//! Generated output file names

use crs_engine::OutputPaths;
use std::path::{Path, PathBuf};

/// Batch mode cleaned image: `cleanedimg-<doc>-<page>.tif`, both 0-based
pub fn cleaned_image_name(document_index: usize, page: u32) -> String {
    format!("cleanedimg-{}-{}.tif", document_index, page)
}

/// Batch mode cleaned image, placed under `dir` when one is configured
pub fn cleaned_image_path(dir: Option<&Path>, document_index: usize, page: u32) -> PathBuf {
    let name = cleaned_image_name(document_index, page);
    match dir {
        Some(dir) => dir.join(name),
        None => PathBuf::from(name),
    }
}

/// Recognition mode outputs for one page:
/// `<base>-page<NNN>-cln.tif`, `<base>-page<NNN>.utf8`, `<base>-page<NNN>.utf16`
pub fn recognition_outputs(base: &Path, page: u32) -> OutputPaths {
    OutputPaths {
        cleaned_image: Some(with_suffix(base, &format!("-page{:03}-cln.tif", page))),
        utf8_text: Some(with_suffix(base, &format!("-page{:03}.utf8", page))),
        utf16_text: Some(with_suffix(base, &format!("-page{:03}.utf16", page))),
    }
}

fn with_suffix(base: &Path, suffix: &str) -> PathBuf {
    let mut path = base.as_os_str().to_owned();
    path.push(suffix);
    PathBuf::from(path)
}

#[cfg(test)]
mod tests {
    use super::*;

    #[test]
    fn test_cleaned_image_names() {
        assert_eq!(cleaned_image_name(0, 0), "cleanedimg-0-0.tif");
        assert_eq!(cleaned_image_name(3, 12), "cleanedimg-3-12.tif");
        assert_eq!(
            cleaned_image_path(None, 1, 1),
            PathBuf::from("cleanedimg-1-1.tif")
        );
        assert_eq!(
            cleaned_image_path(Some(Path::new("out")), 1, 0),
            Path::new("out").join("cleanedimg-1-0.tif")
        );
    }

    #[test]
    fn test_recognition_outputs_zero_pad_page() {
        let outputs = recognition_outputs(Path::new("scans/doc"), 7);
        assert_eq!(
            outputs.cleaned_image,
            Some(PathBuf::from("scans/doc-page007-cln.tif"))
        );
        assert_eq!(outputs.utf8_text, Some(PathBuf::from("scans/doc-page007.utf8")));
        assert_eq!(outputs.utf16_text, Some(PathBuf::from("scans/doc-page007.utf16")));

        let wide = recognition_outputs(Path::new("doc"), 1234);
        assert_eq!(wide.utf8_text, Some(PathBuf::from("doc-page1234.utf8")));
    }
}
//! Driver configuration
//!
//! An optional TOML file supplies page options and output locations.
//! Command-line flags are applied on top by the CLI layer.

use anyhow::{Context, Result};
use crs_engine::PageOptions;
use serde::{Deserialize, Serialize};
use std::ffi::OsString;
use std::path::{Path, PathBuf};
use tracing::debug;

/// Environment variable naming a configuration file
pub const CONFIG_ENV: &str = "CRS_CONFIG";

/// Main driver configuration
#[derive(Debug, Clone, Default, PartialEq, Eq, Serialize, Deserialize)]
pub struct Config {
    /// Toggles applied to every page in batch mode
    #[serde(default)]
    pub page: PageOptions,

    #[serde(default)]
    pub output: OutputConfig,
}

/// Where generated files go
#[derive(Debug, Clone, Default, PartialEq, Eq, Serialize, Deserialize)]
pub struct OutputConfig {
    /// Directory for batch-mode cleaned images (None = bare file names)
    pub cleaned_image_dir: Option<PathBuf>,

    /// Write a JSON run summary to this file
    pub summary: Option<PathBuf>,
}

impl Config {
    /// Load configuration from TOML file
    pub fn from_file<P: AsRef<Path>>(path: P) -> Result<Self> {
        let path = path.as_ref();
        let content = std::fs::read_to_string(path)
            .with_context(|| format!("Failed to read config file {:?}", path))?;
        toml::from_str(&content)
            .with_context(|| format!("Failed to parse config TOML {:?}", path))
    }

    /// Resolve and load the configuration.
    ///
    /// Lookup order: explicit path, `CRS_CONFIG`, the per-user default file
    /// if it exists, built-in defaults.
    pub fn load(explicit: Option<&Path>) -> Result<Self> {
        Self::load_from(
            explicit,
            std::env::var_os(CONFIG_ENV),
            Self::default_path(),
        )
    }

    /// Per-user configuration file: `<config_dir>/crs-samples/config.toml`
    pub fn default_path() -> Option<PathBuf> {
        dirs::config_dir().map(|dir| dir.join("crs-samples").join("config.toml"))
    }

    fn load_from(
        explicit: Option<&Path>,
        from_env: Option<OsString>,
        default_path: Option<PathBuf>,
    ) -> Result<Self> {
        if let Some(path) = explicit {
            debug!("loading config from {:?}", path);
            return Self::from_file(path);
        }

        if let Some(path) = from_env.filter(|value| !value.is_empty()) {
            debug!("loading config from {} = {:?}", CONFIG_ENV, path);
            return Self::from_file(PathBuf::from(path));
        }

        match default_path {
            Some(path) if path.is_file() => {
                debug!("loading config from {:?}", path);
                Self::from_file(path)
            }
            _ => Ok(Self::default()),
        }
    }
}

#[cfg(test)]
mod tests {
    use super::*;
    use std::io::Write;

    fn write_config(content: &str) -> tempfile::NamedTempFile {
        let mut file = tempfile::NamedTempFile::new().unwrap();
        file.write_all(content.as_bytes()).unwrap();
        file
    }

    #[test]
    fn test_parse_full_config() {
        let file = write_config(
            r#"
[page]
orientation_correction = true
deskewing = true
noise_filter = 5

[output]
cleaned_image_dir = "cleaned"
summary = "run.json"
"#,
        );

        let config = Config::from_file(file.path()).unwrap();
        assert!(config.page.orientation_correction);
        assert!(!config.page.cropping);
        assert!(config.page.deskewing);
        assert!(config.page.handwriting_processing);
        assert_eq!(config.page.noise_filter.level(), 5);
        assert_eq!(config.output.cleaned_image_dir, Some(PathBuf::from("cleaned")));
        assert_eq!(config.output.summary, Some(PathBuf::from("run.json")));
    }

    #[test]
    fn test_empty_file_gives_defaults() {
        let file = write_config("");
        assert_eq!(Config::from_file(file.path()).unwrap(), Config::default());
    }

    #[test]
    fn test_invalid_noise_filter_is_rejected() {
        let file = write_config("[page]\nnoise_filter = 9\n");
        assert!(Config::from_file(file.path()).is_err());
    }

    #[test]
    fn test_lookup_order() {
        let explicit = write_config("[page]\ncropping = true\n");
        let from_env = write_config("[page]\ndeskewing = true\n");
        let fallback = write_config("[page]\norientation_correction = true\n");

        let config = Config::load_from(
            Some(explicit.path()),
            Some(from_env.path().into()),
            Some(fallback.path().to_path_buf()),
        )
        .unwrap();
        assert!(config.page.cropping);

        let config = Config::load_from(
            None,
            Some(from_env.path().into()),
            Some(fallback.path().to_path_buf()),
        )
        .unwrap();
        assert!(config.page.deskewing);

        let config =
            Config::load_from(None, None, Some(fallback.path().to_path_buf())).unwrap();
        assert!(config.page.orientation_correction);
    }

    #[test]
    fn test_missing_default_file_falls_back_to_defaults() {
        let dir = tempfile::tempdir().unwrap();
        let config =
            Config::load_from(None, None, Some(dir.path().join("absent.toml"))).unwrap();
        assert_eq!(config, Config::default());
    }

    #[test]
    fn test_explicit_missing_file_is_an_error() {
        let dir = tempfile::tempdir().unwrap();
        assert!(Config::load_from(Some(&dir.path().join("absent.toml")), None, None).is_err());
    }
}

■ ■ ■

**EXERCISE DIRECTIONS**
Find out how many lines above hold "unwrap". Write only the number.

**TASK RESPONSE**
10